L'Autre Quotidien (Cotonou)
Maïfoux N.
28 Octobre 2009
Si la formation d'une société nécess ite l'affectation à une activité commune, de biens en numéraire ou en nature, en vue de la réalisation de l'objet social, cette mise en commun de biens et leur affectation à la réalisation de l'objet social correspondent à l'opération juridique d'apport en société. Le terme d'apport désigne auss i les biens ainsi affectés à la société.
L'apport en société est à ce point fondamental, qu'il convient de considérer qu'il ne peut y avoir de contrat de société sans apport, de même que la qualité d'associé ne peut s'acquérir sans effectuer un apport. Chaque associé doit donc faire un apport à la société ; à défaut, il ne pourra avoir la qualité d'associé. De cette obligation d'apport, naîtra pour l'associé le pourcentage de sa participation au capital social, de même que ses droits et obligations dans la société.
L' Acte uniforme OHADA relatif au droit des sociétés commerciales et du GIE indique que toute personne décidant de participer à une société contracte une " dette d'apport ", l'associé devenant en effet débiteur, envers la société, de tout ce qu'il s'est engagé à lui apporter, en numéraire ou en nature. Le droit ohada relatif aux sociétés commerciales prévoit trois sortes d'apports en société : apport numéraire, apport de main d'oeuvre et des droits portant sur des biens en nature, mobiliers ou immobiliers, corporels ou incorporels, par apport en nature . En dehors de ceux-ci « Tout autre apport est interdit » conformément à l'article 40 de l'acte uniforme.

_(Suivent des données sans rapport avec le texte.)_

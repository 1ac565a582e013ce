//! Partial-segment spill files.
//!
//! A segment is a sequence of lines, each a single-key JSON object
//! `{"<term>": {"<url>": {"tf": n}, …}}`. Terms never repeat within one
//! segment; they may repeat across segments and are reconciled by the
//! merger. Empty lines are tolerated on the read side.

use crate::error::BuildError;
use crate::types::{DocId, RawPosting, RawPostingList, SegmentRecord};
use ahash::AHashMap;
use std::fs::File;
use std::io::{BufRead, BufReader, BufWriter, Write};
use std::path::{Path, PathBuf};

/// Path of the partial segment with the given spill ordinal.
pub(crate) fn segment_path(index_dir: &Path, ordinal: usize) -> PathBuf {
    index_dir.join(format!("partial_index_{ordinal:04}.jsonl"))
}

/// Spill one drained accumulator index to `path`, one term per line.
///
/// Terms are written sorted so a segment's bytes depend only on its
/// contents. The caller guarantees the index is non-empty; an empty
/// segment is never written.
pub(crate) fn write_segment(
    path: &Path,
    index: AHashMap<String, AHashMap<DocId, u64>>,
) -> Result<(), BuildError> {
    let write_err = |source: std::io::Error| BuildError::SegmentWrite {
        path: path.to_path_buf(),
        source,
    };

    let file = File::create(path).map_err(write_err)?;
    let mut writer = BufWriter::new(file);

    let mut terms: Vec<(String, AHashMap<DocId, u64>)> = index.into_iter().collect();
    terms.sort_by(|(a, _), (b, _)| a.cmp(b));

    for (term, postings) in terms {
        let postings: RawPostingList = postings
            .into_iter()
            .map(|(doc_id, tf)| (doc_id, RawPosting { tf }))
            .collect();
        let record: SegmentRecord = [(term, postings)].into_iter().collect();
        serde_json::to_writer(&mut writer, &record).map_err(|e| write_err(e.into()))?;
        writer.write_all(b"\n").map_err(write_err)?;
    }
    writer.flush().map_err(write_err)
}

/// Stream a segment's records into the merge fold, accumulating raw term
/// frequencies per `(term, doc)`.
pub(crate) fn read_segment(
    path: &Path,
    fold: &mut AHashMap<String, AHashMap<DocId, u64>>,
) -> Result<(), BuildError> {
    let file = File::open(path).map_err(|_| BuildError::SegmentMissing {
        path: path.to_path_buf(),
    })?;

    for (number, line) in BufReader::new(file).lines().enumerate() {
        let line = line.map_err(|source| BuildError::SegmentRead {
            path: path.to_path_buf(),
            source,
        })?;
        if line.trim().is_empty() {
            continue;
        }
        let record: SegmentRecord =
            serde_json::from_str(&line).map_err(|source| BuildError::SegmentDecode {
                path: path.to_path_buf(),
                line: number + 1,
                source,
            })?;
        for (term, postings) in record {
            let slot = fold.entry(term).or_default();
            for (doc_id, posting) in postings {
                *slot.entry(doc_id).or_insert(0) += posting.tf;
            }
        }
    }
    Ok(())
}

#[cfg(test)]
mod tests {
    use super::*;
    use assert2::check;
    use std::fs;
    use tempfile::TempDir;

    fn sample_index() -> AHashMap<String, AHashMap<DocId, u64>> {
        let mut index: AHashMap<String, AHashMap<DocId, u64>> = AHashMap::new();
        index
            .entry("beta".to_string())
            .or_default()
            .insert("B".to_string(), 1);
        index
            .entry("alpha".to_string())
            .or_default()
            .insert("A".to_string(), 2);
        index
            .entry("alpha".to_string())
            .or_default()
            .insert("B".to_string(), 1);
        index
    }

    #[test]
    fn writes_one_sorted_term_per_line() {
        let dir = TempDir::new().unwrap();
        let path = segment_path(dir.path(), 0);
        write_segment(&path, sample_index()).unwrap();

        let text = fs::read_to_string(&path).unwrap();
        let lines: Vec<&str> = text.lines().collect();
        check!(lines.len() == 2);
        check!(lines[0] == r#"{"alpha":{"A":{"tf":2},"B":{"tf":1}}}"#);
        check!(lines[1] == r#"{"beta":{"B":{"tf":1}}}"#);
    }

    #[test]
    fn read_folds_frequencies_across_segments() {
        let dir = TempDir::new().unwrap();
        let first = segment_path(dir.path(), 0);
        let second = segment_path(dir.path(), 1);
        write_segment(&first, sample_index()).unwrap();
        write_segment(&second, sample_index()).unwrap();

        let mut fold = AHashMap::new();
        read_segment(&first, &mut fold).unwrap();
        read_segment(&second, &mut fold).unwrap();

        check!(fold.get("alpha").unwrap().get("A") == Some(&4));
        check!(fold.get("alpha").unwrap().get("B") == Some(&2));
        check!(fold.get("beta").unwrap().get("B") == Some(&2));
    }

    #[test]
    fn read_tolerates_empty_lines() {
        let dir = TempDir::new().unwrap();
        let path = dir.path().join("segment.jsonl");
        fs::write(&path, "\n{\"alpha\":{\"A\":{\"tf\":1}}}\n\n").unwrap();

        let mut fold = AHashMap::new();
        read_segment(&path, &mut fold).unwrap();
        check!(fold.get("alpha").unwrap().get("A") == Some(&1));
    }

    #[test]
    fn missing_segment_is_fatal() {
        let dir = TempDir::new().unwrap();
        let mut fold = AHashMap::new();
        let err = read_segment(&dir.path().join("gone.jsonl"), &mut fold).unwrap_err();
        check!(matches!(err, BuildError::SegmentMissing { .. }));
    }

    #[test]
    fn malformed_line_is_fatal_and_numbered() {
        let dir = TempDir::new().unwrap();
        let path = dir.path().join("segment.jsonl");
        fs::write(&path, "{\"alpha\":{\"A\":{\"tf\":1}}}\n{broken\n").unwrap();

        let mut fold = AHashMap::new();
        let err = read_segment(&path, &mut fold).unwrap_err();
        match err {
            BuildError::SegmentDecode { line, .. } => {
                check!(line == 2);
            }
            other => panic!("expected SegmentDecode, got {other:?}"),
        }
    }
}
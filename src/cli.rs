use clap::{Parser, Subcommand};
use std::path::PathBuf;

#[derive(Parser)]
#[command(name = "webdex")]
#[command(about = "Build and query a TF-IDF index over crawled web pages", long_about = None)]
pub struct Cli {
    #[command(subcommand)]
    pub command: Commands,
}

#[derive(Subcommand)]
pub enum Commands {
    /// Build an index from a directory of crawl records.
    Build {
        /// Directory tree of crawled pages ({"url", "content"} JSON files).
        corpus_dir: PathBuf,
        /// Output directory; recreated from scratch.
        index_dir: PathBuf,
        /// Documents per partial-index spill.
        #[arg(long, default_value = "500")]
        chunk_size: usize,
        /// Distinct-term count that forces an early spill.
        #[arg(long, default_value = "50000")]
        token_ceiling: usize,
        /// Recently accepted documents compared for near-duplicates.
        #[arg(long, default_value = "200")]
        simhash_window: usize,
        /// Hamming-distance cutoff for SimHash candidates.
        #[arg(long, default_value = "8")]
        hamming_threshold: u32,
        /// Jaccard similarity above which a candidate is a duplicate.
        #[arg(long, default_value = "0.85")]
        jaccard_threshold: f64,
    },
    /// Run a conjunctive query against a built index.
    Search {
        /// Index directory produced by `build`.
        index_dir: PathBuf,
        query: String,
        /// Results shown.
        #[arg(short = 'n', long, default_value = "10")]
        limit: usize,
    },
    /// Print statistics for a built index.
    Stats {
        /// Index directory produced by `build`.
        index_dir: PathBuf,
    },
}
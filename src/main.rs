use clap::Parser;
use std::fs;
use webdex::cli::{Cli, Commands};
use webdex::{BuildConfig, FINAL_INDEX_FILE, IndexStore, QueryEngine};

fn main() {
    webdex::tracing::init();

    let cli = Cli::parse();
    if let Err(error) = run(cli) {
        eprintln!("Error: {error:#}");
        std::process::exit(1);
    }
}

fn run(cli: Cli) -> webdex::Result<()> {
    match cli.command {
        Commands::Build {
            corpus_dir,
            index_dir,
            chunk_size,
            token_ceiling,
            simhash_window,
            hamming_threshold,
            jaccard_threshold,
        } => {
            let config = BuildConfig {
                chunk_size,
                token_ceiling,
                simhash_window,
                simhash_hamming_threshold: hamming_threshold,
                jaccard_threshold,
            };
            let stats = webdex::build(&corpus_dir, &index_dir, &config)?;
            println!(
                "Indexed {} documents into {} terms ({} near-duplicates skipped, {} unreadable files skipped, {} segments merged).",
                stats.docs_indexed,
                stats.distinct_terms,
                stats.near_duplicates,
                stats.unreadable_files,
                stats.segments
            );
        }
        Commands::Search {
            index_dir,
            query,
            limit,
        } => {
            let store = IndexStore::open(&index_dir.join(FINAL_INDEX_FILE))?;
            let engine = QueryEngine::new(&store);
            let hits = engine.search(&query);
            if hits.is_empty() {
                println!("No results.");
            }
            for (rank, hit) in hits.iter().take(limit).enumerate() {
                println!("{:>2}. {}  (score {:.4})", rank + 1, hit.doc_id, hit.score);
            }
        }
        Commands::Stats { index_dir } => {
            let path = index_dir.join(FINAL_INDEX_FILE);
            let store = IndexStore::open(&path)?;
            let bytes = fs::metadata(&path).map(|m| m.len()).unwrap_or(0);
            println!("index:  {}", path.display());
            println!("terms:  {}", store.term_count());
            println!("bytes:  {bytes}");
        }
    }
    Ok(())
}
//! Conjunctive query evaluation with cosine ranking.

use crate::store::IndexStore;
use crate::tokenize::Tokenizer;
use crate::types::{DocId, PostingList};
use ahash::AHashSet;

/// Guards the cosine denominator; an all-zero document vector scores 0
/// instead of NaN.
const EPSILON: f64 = 1e-9;

/// A ranked query hit.
#[derive(Debug, Clone, PartialEq)]
pub struct SearchHit {
    pub doc_id: DocId,
    pub score: f64,
}

/// Evaluates boolean-AND queries against an open [`IndexStore`].
///
/// Query text is normalized by the same tokenizer the index was built
/// with, so an inflected query word and its indexed occurrences meet at
/// the same stem.
pub struct QueryEngine<'store> {
    store: &'store IndexStore,
    tokenizer: Tokenizer,
}

impl<'store> QueryEngine<'store> {
    pub fn new(store: &'store IndexStore) -> Self {
        Self {
            store,
            tokenizer: Tokenizer::new(),
        }
    }

    /// Rank every document containing all query terms by cosine
    /// similarity between its TF-IDF vector and the all-ones query
    /// vector.
    ///
    /// Equal scores fall back to ascending document ID, so a rebuilt
    /// index answers identically. Truncating to a top-K is the caller's
    /// concern.
    pub fn search(&self, query: &str) -> Vec<SearchHit> {
        let terms = distinct_in_order(self.tokenizer.terms(query));
        if terms.is_empty() {
            return Vec::new();
        }

        // Any term without a directory entry empties the intersection
        // before a single line is decoded.
        if terms.iter().any(|term| !self.store.contains(term)) {
            return Vec::new();
        }

        let mut lists: Vec<PostingList> = Vec::with_capacity(terms.len());
        for term in &terms {
            match self.store.postings(term) {
                Ok(list) if list.is_empty() => return Vec::new(),
                Ok(list) => lists.push(list),
                Err(error) => {
                    tracing::warn!(term = %term, %error, "treating unreadable posting list as empty");
                    return Vec::new();
                }
            }
        }

        let common = intersect(&lists);
        if common.is_empty() {
            return Vec::new();
        }

        let query_norm = (terms.len() as f64).sqrt();
        let mut hits: Vec<SearchHit> = common
            .into_iter()
            .map(|doc_id| {
                let mut dot = 0.0;
                let mut norm_squared = 0.0;
                for list in &lists {
                    let weight = list.get(&doc_id).map_or(0.0, |posting| posting.tf_idf);
                    dot += weight;
                    norm_squared += weight * weight;
                }
                let score = dot / (norm_squared.sqrt() * query_norm + EPSILON);
                SearchHit { doc_id, score }
            })
            .collect();

        hits.sort_by(|a, b| {
            b.score
                .total_cmp(&a.score)
                .then_with(|| a.doc_id.cmp(&b.doc_id))
        });
        hits
    }
}

/// Distinct terms in first-appearance order. The order defines the
/// vector components; repeats add nothing to a conjunctive query.
fn distinct_in_order(terms: Vec<String>) -> Vec<String> {
    let mut seen = AHashSet::new();
    terms
        .into_iter()
        .filter(|term| seen.insert(term.clone()))
        .collect()
}

/// Documents present in every posting list, scanned from the smallest
/// list.
fn intersect(lists: &[PostingList]) -> Vec<DocId> {
    let Some(smallest) = lists.iter().min_by_key(|list| list.len()) else {
        return Vec::new();
    };
    smallest
        .keys()
        .filter(|doc_id| lists.iter().all(|list| list.contains_key(*doc_id)))
        .cloned()
        .collect()
}
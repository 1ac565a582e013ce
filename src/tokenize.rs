//! HTML tokenization and stemming for the index and query paths.
//!
//! Retrieval is only sound when both sides of the system reduce words
//! identically, so the indexer and the query engine normalize through the
//! same [`Tokenizer`]. The morphological reducer is the Snowball English
//! (Porter) stemmer from `rust-stemmers`.

use rust_stemmers::{Algorithm, Stemmer};
use scraper::{Html, Selector};

/// Extracts weighted text regions from HTML and normalizes them to terms.
pub struct Tokenizer {
    stemmer: Stemmer,
    title: Selector,
    emphasis: Selector,
}

impl Default for Tokenizer {
    fn default() -> Self {
        Self::new()
    }
}

impl Tokenizer {
    pub fn new() -> Self {
        Self {
            stemmer: Stemmer::create(Algorithm::English),
            title: Selector::parse("title").expect("static selector"),
            emphasis: Selector::parse("h1, h2, h3, b, strong").expect("static selector"),
        }
    }

    /// Tokenize an HTML document into stemmed terms.
    ///
    /// Regions are emitted in order: title, then h1/h2/h3/b/strong text,
    /// then the flat body text. The body repeats the earlier regions, so
    /// emphasized words count twice; the boost is intentional.
    pub fn html_terms(&self, html: &str) -> Vec<String> {
        self.html_tokens(html, true)
    }

    /// Tokenize an HTML document without stemming.
    ///
    /// Near-duplicate fingerprints and Jaccard token sets are computed
    /// over these raw tokens.
    pub fn html_raw_tokens(&self, html: &str) -> Vec<String> {
        self.html_tokens(html, false)
    }

    /// Tokenize plain text into stemmed terms (the query path).
    pub fn terms(&self, text: &str) -> Vec<String> {
        let mut terms = Vec::new();
        self.collect(text, true, &mut terms);
        terms
    }

    fn html_tokens(&self, html: &str, stem: bool) -> Vec<String> {
        // Lenient parse: html5ever recovers from malformed fragments and
        // yields whatever text is salvageable.
        let document = Html::parse_document(html);
        let mut tokens = Vec::new();

        for element in document.select(&self.title) {
            self.collect(&element_text(element), stem, &mut tokens);
        }
        for element in document.select(&self.emphasis) {
            self.collect(&element_text(element), stem, &mut tokens);
        }
        let body: Vec<_> = document.root_element().text().collect();
        self.collect(&body.join(" "), stem, &mut tokens);

        tokens
    }

    fn collect(&self, text: &str, stem: bool, out: &mut Vec<String>) {
        for run in text.split(|c: char| !c.is_ascii_alphanumeric()) {
            if run.is_empty() {
                continue;
            }
            let lowered = run.to_ascii_lowercase();
            if stem {
                out.push(self.stemmer.stem(&lowered).into_owned());
            } else {
                out.push(lowered);
            }
        }
    }
}

fn element_text(element: scraper::ElementRef<'_>) -> String {
    element.text().collect::<Vec<_>>().join(" ")
}

#[cfg(test)]
mod tests {
    use super::*;
    use assert2::check;
    use rstest::rstest;

    #[rstest]
    #[case("running runs ran", &["run", "run", "ran"])]
    #[case("Learning!", &["learn"])]
    #[case("foo-bar_baz", &["foo", "bar", "baz"])]
    #[case("héllo wörld", &["h", "llo", "w", "rld"])] // ASCII runs only
    #[case("...", &[])]
    fn plain_text_terms(#[case] input: &str, #[case] expected: &[&str]) {
        let tokenizer = Tokenizer::new();
        let expected: Vec<String> = expected.iter().map(ToString::to_string).collect();
        check!(tokenizer.terms(input) == expected);
    }

    #[test]
    fn title_and_emphasis_are_prepended_to_body() {
        let tokenizer = Tokenizer::new();
        let terms = tokenizer.html_terms(
            "<html><head><title>Machine Learning</title></head>\
             <body><p>plain <b>bold</b> text</p></body></html>",
        );
        // Title region, emphasis region, then the body (which repeats both).
        check!(
            terms
                == vec![
                    "machin", "learn", // title region
                    "bold",   // emphasis region
                    "machin", "learn", "plain", "bold", "text", // body
                ]
        );
    }

    #[test]
    fn emphasized_words_count_twice() {
        let tokenizer = Tokenizer::new();
        let terms = tokenizer.html_terms("<p><strong>alpha</strong> beta</p>");
        let alphas = terms.iter().filter(|t| *t == "alpha").count();
        let betas = terms.iter().filter(|t| *t == "beta").count();
        check!(alphas == 2);
        check!(betas == 1);
    }

    #[test]
    fn raw_tokens_skip_stemming() {
        let tokenizer = Tokenizer::new();
        let raw = tokenizer.html_raw_tokens("<p>Learning machines</p>");
        check!(raw == vec!["learning", "machines"]);
    }

    #[test]
    fn malformed_html_still_yields_text() {
        let tokenizer = Tokenizer::new();
        let terms = tokenizer.html_terms("<div><p>alpha <b>beta</div>");
        check!(terms.contains(&"alpha".to_string()));
        check!(terms.contains(&"beta".to_string()));
    }

    #[test]
    fn no_alphanumeric_content_yields_nothing() {
        let tokenizer = Tokenizer::new();
        check!(tokenizer.html_terms("<p>!!! ---</p>").is_empty());
        check!(tokenizer.html_terms("").is_empty());
    }

    /// Re-tokenizing the tokenizer's own output must be a fixed point;
    /// otherwise index terms and query terms could drift apart.
    #[test]
    fn terms_are_a_fixed_point_of_the_tokenizer() {
        let tokenizer = Tokenizer::new();
        let first = tokenizer.terms("machines are learning to tokenize documents quickly");
        let second = tokenizer.terms(&first.join(" "));
        check!(second == first);
    }
}
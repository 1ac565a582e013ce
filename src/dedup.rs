//! Near-duplicate suppression: SimHash candidates confirmed by Jaccard.
//!
//! A 64-bit SimHash prunes candidates with a single popcount compare; a
//! Jaccard check on the raw token sets then eliminates SimHash false
//! positives. Only the most recently accepted documents are compared
//! against, which bounds memory and CPU — duplicates far apart in
//! ingestion order can both be accepted, and that is accepted behavior,
//! not a bug.

use ahash::AHashSet;
use std::collections::VecDeque;

/// Fingerprint and token set of one recently accepted document.
struct WindowEntry {
    fingerprint: u64,
    tokens: AHashSet<String>,
}

/// Two-stage near-duplicate filter over a bounded recency window.
pub struct NearDupDetector {
    window: VecDeque<WindowEntry>,
    capacity: usize,
    hamming_threshold: u32,
    jaccard_threshold: f64,
}

impl NearDupDetector {
    pub fn new(capacity: usize, hamming_threshold: u32, jaccard_threshold: f64) -> Self {
        Self {
            window: VecDeque::with_capacity(capacity),
            capacity,
            hamming_threshold,
            jaccard_threshold,
        }
    }

    /// Decide whether a document with these raw tokens duplicates a
    /// recently accepted one. Accepted documents enter the window,
    /// evicting the oldest entry once the window is full.
    pub fn is_duplicate(&mut self, tokens: &[String]) -> bool {
        let fingerprint = simhash(tokens.iter().map(String::as_str));
        let tokens: AHashSet<String> = tokens.iter().cloned().collect();

        for prior in &self.window {
            if (fingerprint ^ prior.fingerprint).count_ones() < self.hamming_threshold
                && jaccard(&tokens, &prior.tokens) > self.jaccard_threshold
            {
                return true;
            }
        }

        self.window.push_back(WindowEntry {
            fingerprint,
            tokens,
        });
        while self.window.len() > self.capacity {
            self.window.pop_front();
        }
        false
    }
}

/// Portable word hash: `h := h * 31 + byte (mod 2^64)` over the UTF-8
/// bytes, seed 0. Fixed so fingerprints are reproducible across
/// implementations; do not swap in a faster hasher.
fn word_hash(word: &str) -> u64 {
    word.bytes()
        .fold(0u64, |h, b| h.wrapping_mul(31).wrapping_add(u64::from(b)))
}

/// 64-bit SimHash over a token stream.
///
/// Each token hash votes +1/-1 per bit position; the fingerprint sets the
/// bits with a positive tally.
pub fn simhash<'a>(tokens: impl IntoIterator<Item = &'a str>) -> u64 {
    let mut tally = [0i64; 64];
    for token in tokens {
        let hash = word_hash(token);
        for (bit, count) in tally.iter_mut().enumerate() {
            if hash >> bit & 1 == 1 {
                *count += 1;
            } else {
                *count -= 1;
            }
        }
    }
    tally
        .iter()
        .enumerate()
        .fold(0u64, |fingerprint, (bit, &count)| {
            if count > 0 {
                fingerprint | 1 << bit
            } else {
                fingerprint
            }
        })
}

/// Jaccard similarity of two token sets. Two empty sets are identical.
fn jaccard(a: &AHashSet<String>, b: &AHashSet<String>) -> f64 {
    if a.is_empty() && b.is_empty() {
        return 1.0;
    }
    let intersection = a.intersection(b).count();
    let union = a.len() + b.len() - intersection;
    intersection as f64 / union as f64
}
//! Frame-level glue between keyboard state and the battle encounter.
//! This module exists so key handling is testable without a window.
//! It never touches battle state except through `Encounter` operations.

use battle::{
    BattleAction, BattlePhase, BattleSummary, Encounter, EncounterError, FrameInput, InteractKind,
    Millis, Vec2,
};
use macroquad::prelude::KeyCode;
use tracing::debug;

/// Frames longer than this are simulated as this long, so a stalled window cannot skip a phase.
pub const MAX_FRAME_MS: Millis = 50;

#[derive(Clone, Debug, PartialEq, Eq, Default)]
pub enum AppMode {
    #[default]
    Battle,
    Finished(BattleSummary),
}

#[derive(Default)]
pub struct AppState {
    pub mode: AppMode,
    /// The latest operation the encounter refused, shown in the status line.
    pub last_rejection: Option<EncounterError>,
    /// Set when the player asks for a fresh battle after the end screen.
    pub restart_requested: bool,
}

impl AppState {
    pub fn new() -> Self {
        Self::default()
    }

    /// Applies one frame: menu keys first, then the held-key input tick.
    pub fn tick(
        &mut self,
        battle: &mut Encounter,
        keys_pressed: &[KeyCode],
        keys_down: &[KeyCode],
        dt: Millis,
    ) {
        if let AppMode::Finished(_) = self.mode {
            if keys_pressed.contains(&KeyCode::R) {
                self.restart_requested = true;
            }
            return;
        }

        if let Some(result) = menu_command(battle, keys_pressed) {
            self.last_rejection = result.err();
            if let Some(error) = self.last_rejection {
                debug!(%error, "menu command rejected");
            }
        }

        let input = battle_input(keys_pressed, keys_down);
        battle.advance(dt.min(MAX_FRAME_MS), &input);

        if let Some(summary) = battle.summary() {
            self.mode = AppMode::Finished(summary);
        }
    }
}

/// Routes menu keys to the encounter; `None` when no menu key applies this frame.
fn menu_command(
    battle: &mut Encounter,
    keys_pressed: &[KeyCode],
) -> Option<Result<(), EncounterError>> {
    let pressed = |keys: &[KeyCode]| keys.iter().any(|key| keys_pressed.contains(key));

    if battle.is_interact_open() {
        if pressed(&[KeyCode::Escape]) {
            return Some(battle.close_interact());
        }
        let kind = if pressed(&[KeyCode::T]) {
            InteractKind::Threaten
        } else if pressed(&[KeyCode::J]) {
            InteractKind::Joke
        } else if pressed(&[KeyCode::E]) {
            InteractKind::Empathy
        } else if pressed(&[KeyCode::A]) {
            InteractKind::Analyze
        } else {
            return None;
        };
        return Some(battle.choose_interact(kind));
    }

    if battle.phase() != BattlePhase::PlayerSelect {
        return None;
    }
    let action = if pressed(&[KeyCode::Key1, KeyCode::S]) {
        BattleAction::Strike
    } else if pressed(&[KeyCode::Key2, KeyCode::I]) {
        BattleAction::Interact
    } else if pressed(&[KeyCode::Key3, KeyCode::F]) {
        BattleAction::Focus
    } else if pressed(&[KeyCode::Key4, KeyCode::P]) {
        BattleAction::Spare
    } else {
        return None;
    };
    Some(battle.choose_action(action))
}

/// Maps arrows, Space, and LeftShift onto the encounter's input signals.
pub fn battle_input(keys_pressed: &[KeyCode], keys_down: &[KeyCode]) -> FrameInput {
    let held = |key: KeyCode| keys_down.contains(&key);
    let axis = |negative: KeyCode, positive: KeyCode| {
        f32::from(u8::from(held(positive))) - f32::from(u8::from(held(negative)))
    };

    FrameInput {
        movement: Vec2::new(axis(KeyCode::Left, KeyCode::Right), axis(KeyCode::Up, KeyCode::Down)),
        primary: keys_pressed.contains(&KeyCode::Space),
        shield_held: held(KeyCode::Space),
        dash_held: held(KeyCode::LeftShift),
    }
}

Les apports sont rémunérés par des titres sociaux émis par la société (art.38). Si des biens sont remis à la société sans être rémunérés par l'attribution de droits sociaux, ces biens ne pourront être, d'un point de vue strictement juridique, qualifiés d'apports. S'agissant de la réalisation, on a pu retenir que les apports en numéraire sont réalisés par le transfert à la société de la propriété des sommes d'argent que l'associé s'est engagé à lui apporter.
La notion de transfert de propriété implique que la société est devenue propriétaire des sommes correspondantes et qu'elle les a intégralement et définitivement encaissées. Par ailleurs, en cas de retard dans le versement par l'associé, l'Art.43 indique les sommes restant dues à la société portent de plein droit intérêt au taux légal à compter du jour où le versement devait être effectué, sans préjudice de dommages et intérêts, s'il y a lieu. Pour ce qui concerne les apports en nature, « les apports sont réalisés par le transfert des droits réels ou personnels correspondant aux biens apportés et par la mise à la disposition effective de la société des biens sur lesquels portent ces droits Les apports en nature sont libérés intégralement lors de la constitution de la société. » On ne peut parler de libération immédiate s'agissant d'apport en industrie, dans la mesure où ledit apport ne constitue pas, en général, une prestation unique, mais des prestations futures et successives.
Ne concourant pas à la formation du capital social, l'apport en industrie est rémunéré par des titres sociaux, sachant qu'au jour où l'apporteur cesse son activité, il n'aura plus droit aux dites parts.